Sales Tax Problems Cause SEC Fine!
Posted by accountingweb on 1786
The Securities and Exchange Commission (SEC) recently ruled in an administrative proceeding  that a corporation did not maintain appropriate internal controls and books and records relating to its sales tax liabilities. Summary The SEC ruled that the corporation failed to consistently comply with tax laws that required the company to collect sales taxes from its customers and to remit them to the taxing jurisdictions. According to the ruling, the reason for these failures is that the corporation did not have accounting software capable of calculating the amounts of sales taxes owed. The sales tax laws mandated that if the corporation failed to collect and remit the taxes as required, and if the corporation's customers did not otherwise pay the taxes, the corporation became liable for the outstanding sales taxes, plus potential interest and penalties. In the ruling, the corporation's failures to consistently collect and remit the required taxes ultimately required it to pay substantially all of the uncollected taxes ($3.9 million) itself. To add insult to injury, not only did the corporation have unpaid sales tax liabilities to deal with, but as a result of the SEC's administrative proceeding, the SEC imposed a penalty of $200,000. What did the Corporation Do Wrong?
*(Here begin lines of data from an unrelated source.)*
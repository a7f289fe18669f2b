/// sink.rs — Asynchronous time-series sink (line protocol over HTTP)
///
/// Producers hand fully formatted line-protocol records into an unbounded
/// channel; a single background worker drains it and performs the network
/// writes. Enqueueing is one channel send and never blocks on I/O. Per
/// symbol, records are written in the order they were produced. A failed
/// write is logged and the batch dropped; there is no retry queue.
///
/// Emission is injected explicitly: analyzers observe a sink only through
/// the narrow `SignalSink` interface handed to their composer.
use tokio::sync::{mpsc, oneshot};
use tracing::{debug, error};

use crate::analytics::{
    AlphaKind, AlphaSignal, ImpactMetrics, OrderFlowSignal, RegimeMetrics, VpinMetrics,
    VwapMetrics,
};
use crate::config::SinkSettings;
use crate::data::{Candle, MarketTick};

/// One method per measurement; implementations must not block.
pub trait SignalSink: Send + Sync {
    fn alpha_signal(&self, signal: &AlphaSignal);
    fn microstructure(
        &self,
        symbol: &str,
        ts_ms: i64,
        vpin: &VpinMetrics,
        impact: &ImpactMetrics,
        spread: f64,
    );
    fn orderflow(&self, symbol: &str, ts_ms: i64, flow: &OrderFlowSignal);
    fn regime(&self, symbol: &str, ts_ms: i64, metrics: &RegimeMetrics);
    fn vwap(&self, symbol: &str, ts_ms: i64, metrics: &VwapMetrics);
    fn candle(&self, symbol: &str, candle: &Candle);
    fn tick(&self, tick: &MarketTick);
}

/// Sink that discards everything. Emission disabled.
pub struct NullSink;

impl SignalSink for NullSink {
    fn alpha_signal(&self, _signal: &AlphaSignal) {}
    fn microstructure(
        &self,
        _symbol: &str,
        _ts_ms: i64,
        _vpin: &VpinMetrics,
        _impact: &ImpactMetrics,
        _spread: f64,
    ) {
    }
    fn orderflow(&self, _symbol: &str, _ts_ms: i64, _flow: &OrderFlowSignal) {}
    fn regime(&self, _symbol: &str, _ts_ms: i64, _metrics: &RegimeMetrics) {}
    fn vwap(&self, _symbol: &str, _ts_ms: i64, _metrics: &VwapMetrics) {}
    fn candle(&self, _symbol: &str, _candle: &Candle) {}
    fn tick(&self, _tick: &MarketTick) {}
}

enum SinkMessage {
    Line(String),
    Flush(oneshot::Sender<()>),
}

/// Line-protocol sink backed by a single background write worker.
///
/// Dropping the last handle closes the channel; the worker drains what is
/// queued, then exits.
pub struct LineSink {
    tx: mpsc::UnboundedSender<SinkMessage>,
    timeframe: String,
}

impl LineSink {
    /// Spawn the write worker on the current tokio runtime.
    pub fn new(settings: SinkSettings, timeframe: String) -> Self {
        let (tx, rx) = mpsc::unbounded_channel();
        tokio::spawn(write_worker(settings, rx));
        Self { tx, timeframe }
    }

    fn enqueue(&self, line: String) {
        let _ = self.tx.send(SinkMessage::Line(line));
    }

    /// Resolves once every record enqueued before the call has been handed
    /// to the network (or dropped on write failure).
    pub async fn flush(&self) {
        let (ack_tx, ack_rx) = oneshot::channel();
        if self.tx.send(SinkMessage::Flush(ack_tx)).is_ok() {
            let _ = ack_rx.await;
        }
    }
}

async fn write_worker(settings: SinkSettings, mut rx: mpsc::UnboundedReceiver<SinkMessage>) {
    let client = reqwest::Client::new();
    let endpoint = format!(
        "{}/api/v2/write?org={}&bucket={}&precision=ns",
        settings.url, settings.org, settings.bucket
    );
    let auth = format!("Token {}", settings.token);

    while let Some(msg) = rx.recv().await {
        let mut batch: Vec<String> = Vec::new();
        let mut acks: Vec<oneshot::Sender<()>> = Vec::new();
        match msg {
            SinkMessage::Line(line) => batch.push(line),
            SinkMessage::Flush(ack) => acks.push(ack),
        }
        while let Ok(more) = rx.try_recv() {
            match more {
                SinkMessage::Line(line) => batch.push(line),
                SinkMessage::Flush(ack) => acks.push(ack),
            }
        }

        if !batch.is_empty() {
            let body = batch.join("\n");
            let count = batch.len();
            match client
                .post(&endpoint)
                .header("Authorization", &auth)
                .header("Content-Type", "text/plain; charset=utf-8")
                .body(body)
                .send()
                .await
            {
                Ok(resp) if resp.status().is_success() => {
                    debug!(records = count, "sink batch written");
                }
                Ok(resp) => {
                    error!(status = %resp.status(), records = count, "sink write rejected; batch dropped");
                }
                Err(e) => {
                    error!(error = %e, records = count, "sink write failed; batch dropped");
                }
            }
        }
        for ack in acks {
            let _ = ack.send(());
        }
    }
}

fn ns(ts_ms: i64) -> i64 {
    ts_ms * 1_000_000
}

fn alpha_line(signal: &AlphaSignal, timeframe: &str) -> String {
    let kind = match signal.kind {
        AlphaKind::Tick => "TICK",
        AlphaKind::Candle => "CANDLE",
    };
    format!(
        "alpha_signal,symbol={} momentum={},meanRevZ={},rsi={},vbr={},signal_type=\"{}_{}\"",
        signal.symbol, signal.momentum, signal.mean_rev_z, signal.rsi, signal.volume_ratio,
        kind, timeframe
    )
}

fn microstructure_line(
    symbol: &str,
    ts_ms: i64,
    vpin: &VpinMetrics,
    impact: &ImpactMetrics,
    spread: f64,
) -> String {
    format!(
        "microstructure,symbol={} vpin={},toxicity={},lambda={},spread={} {}",
        symbol, vpin.vpin, vpin.toxicity, impact.lambda, spread, ns(ts_ms)
    )
}

fn orderflow_line(symbol: &str, ts_ms: i64, flow: &OrderFlowSignal) -> String {
    format!(
        "orderflow,symbol={} ofi={},bid_pressure={},ask_pressure={},volume_delta={} {}",
        symbol, flow.imbalance, flow.bid_pressure, flow.ask_pressure, flow.cumulative_delta,
        ns(ts_ms)
    )
}

fn regime_line(symbol: &str, ts_ms: i64, metrics: &RegimeMetrics) -> String {
    format!(
        "regime,symbol={},regime={} hurst={},volatility={},trend_strength={} {}",
        symbol,
        metrics.regime.label(),
        metrics.hurst,
        metrics.volatility,
        metrics.trend_strength,
        ns(ts_ms)
    )
}

fn vwap_line(symbol: &str, ts_ms: i64, metrics: &VwapMetrics) -> String {
    format!(
        "vwap,symbol={} vwap={},deviation={} {}",
        symbol, metrics.vwap, metrics.deviation_pct, ns(ts_ms)
    )
}

fn candle_line(symbol: &str, candle: &Candle) -> String {
    format!(
        "candles,symbol={} open={},high={},low={},close={},volume={} {}",
        symbol, candle.open, candle.high, candle.low, candle.close, candle.volume,
        ns(candle.end_ms)
    )
}

fn tick_line(tick: &MarketTick) -> String {
    format!(
        "ticks,symbol={} price={},volume={} {}",
        tick.symbol, tick.price, tick.volume, ns(tick.ts_ms)
    )
}

impl SignalSink for LineSink {
    fn alpha_signal(&self, signal: &AlphaSignal) {
        self.enqueue(alpha_line(signal, &self.timeframe));
    }

    fn microstructure(
        &self,
        symbol: &str,
        ts_ms: i64,
        vpin: &VpinMetrics,
        impact: &ImpactMetrics,
        spread: f64,
    ) {
        self.enqueue(microstructure_line(symbol, ts_ms, vpin, impact, spread));
    }

    fn orderflow(&self, symbol: &str, ts_ms: i64, flow: &OrderFlowSignal) {
        self.enqueue(orderflow_line(symbol, ts_ms, flow));
    }

    fn regime(&self, symbol: &str, ts_ms: i64, metrics: &RegimeMetrics) {
        self.enqueue(regime_line(symbol, ts_ms, metrics));
    }

    fn vwap(&self, symbol: &str, ts_ms: i64, metrics: &VwapMetrics) {
        self.enqueue(vwap_line(symbol, ts_ms, metrics));
    }

    fn candle(&self, symbol: &str, candle: &Candle) {
        self.enqueue(candle_line(symbol, candle));
    }

    fn tick(&self, tick: &MarketTick) {
        self.enqueue(tick_line(tick));
    }
}

#[cfg(test)]
mod tests {
    use super::*;
    use crate::analytics::{CandleVerdict, MarketRegime};
    use std::sync::Arc;

    #[test]
    fn alpha_line_carries_kind_and_timeframe_tag() {
        let sig = AlphaSignal {
            symbol: Arc::from("BTCUSDT"),
            ts_ms: 1_000,
            momentum: 0.05,
            mean_rev_z: -1.25,
            rsi: 0.0,
            volume_ratio: 0.0,
            kind: AlphaKind::Tick,
            verdict: CandleVerdict::None,
        };
        let line = alpha_line(&sig, "1m");
        assert_eq!(
            line,
            "alpha_signal,symbol=BTCUSDT momentum=0.05,meanRevZ=-1.25,rsi=0,vbr=0,signal_type=\"TICK_1m\""
        );
    }

    #[test]
    fn microstructure_line_schema() {
        let vpin = VpinMetrics { vpin: 0.25, toxicity: 0.4, ..Default::default() };
        let impact = ImpactMetrics { lambda: 0.001, ..Default::default() };
        let line = microstructure_line("ETHUSDT", 2_000, &vpin, &impact, 0.5);
        assert_eq!(
            line,
            "microstructure,symbol=ETHUSDT vpin=0.25,toxicity=0.4,lambda=0.001,spread=0.5 2000000000"
        );
    }

    #[test]
    fn regime_line_uses_wire_label() {
        let metrics = RegimeMetrics {
            regime: MarketRegime::MeanRevHighVol,
            hurst: 0.4,
            autocorrelation: -0.1,
            volatility: 0.9,
            trend_strength: 0.2,
            confidence: 0.6,
        };
        let line = regime_line("BTCUSDT", 3_000, &metrics);
        assert!(line.starts_with("regime,symbol=BTCUSDT,regime=MEAN_REV_HIGH_VOL "));
        assert!(line.ends_with(" 3000000000"));
        assert!(line.contains("hurst=0.4"));
    }

    #[test]
    fn candle_line_stamps_close_time() {
        let candle = Candle {
            open: 1.0,
            high: 2.0,
            low: 0.5,
            close: 1.5,
            volume: 10.0,
            start_ms: 0,
            end_ms: 59_000,
        };
        let line = candle_line("BTCUSDT", &candle);
        assert_eq!(
            line,
            "candles,symbol=BTCUSDT open=1,high=2,low=0.5,close=1.5,volume=10 59000000000"
        );
    }

    #[test]
    fn tick_line_schema() {
        let tick = MarketTick {
            symbol: Arc::from("SOLUSDT"),
            price: 150.25,
            volume: 2.0,
            ts_ms: 5,
        };
        assert_eq!(
            tick_line(&tick),
            "ticks,symbol=SOLUSDT price=150.25,volume=2 5000000"
        );
    }
}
- Failed to collect sales tax from its customers and remit sales tax to the taxing jurisdictions for several years.
- Corporation's accounting software was inadequate to track sales tax rates and taxability of the corporation's goods and services.
- Corporation's software failed to source sales to the correct location or jurisdiction.
- Corporation's software did not track which customers had "direct pay permits" and other exemptions.
- Corporation's financial statement reserve for its sales tax liability was understated, and wasn't allocated to specific states.
- Corporation's records were incomplete and required manual reconstruction of sales data to calculate taxes owed.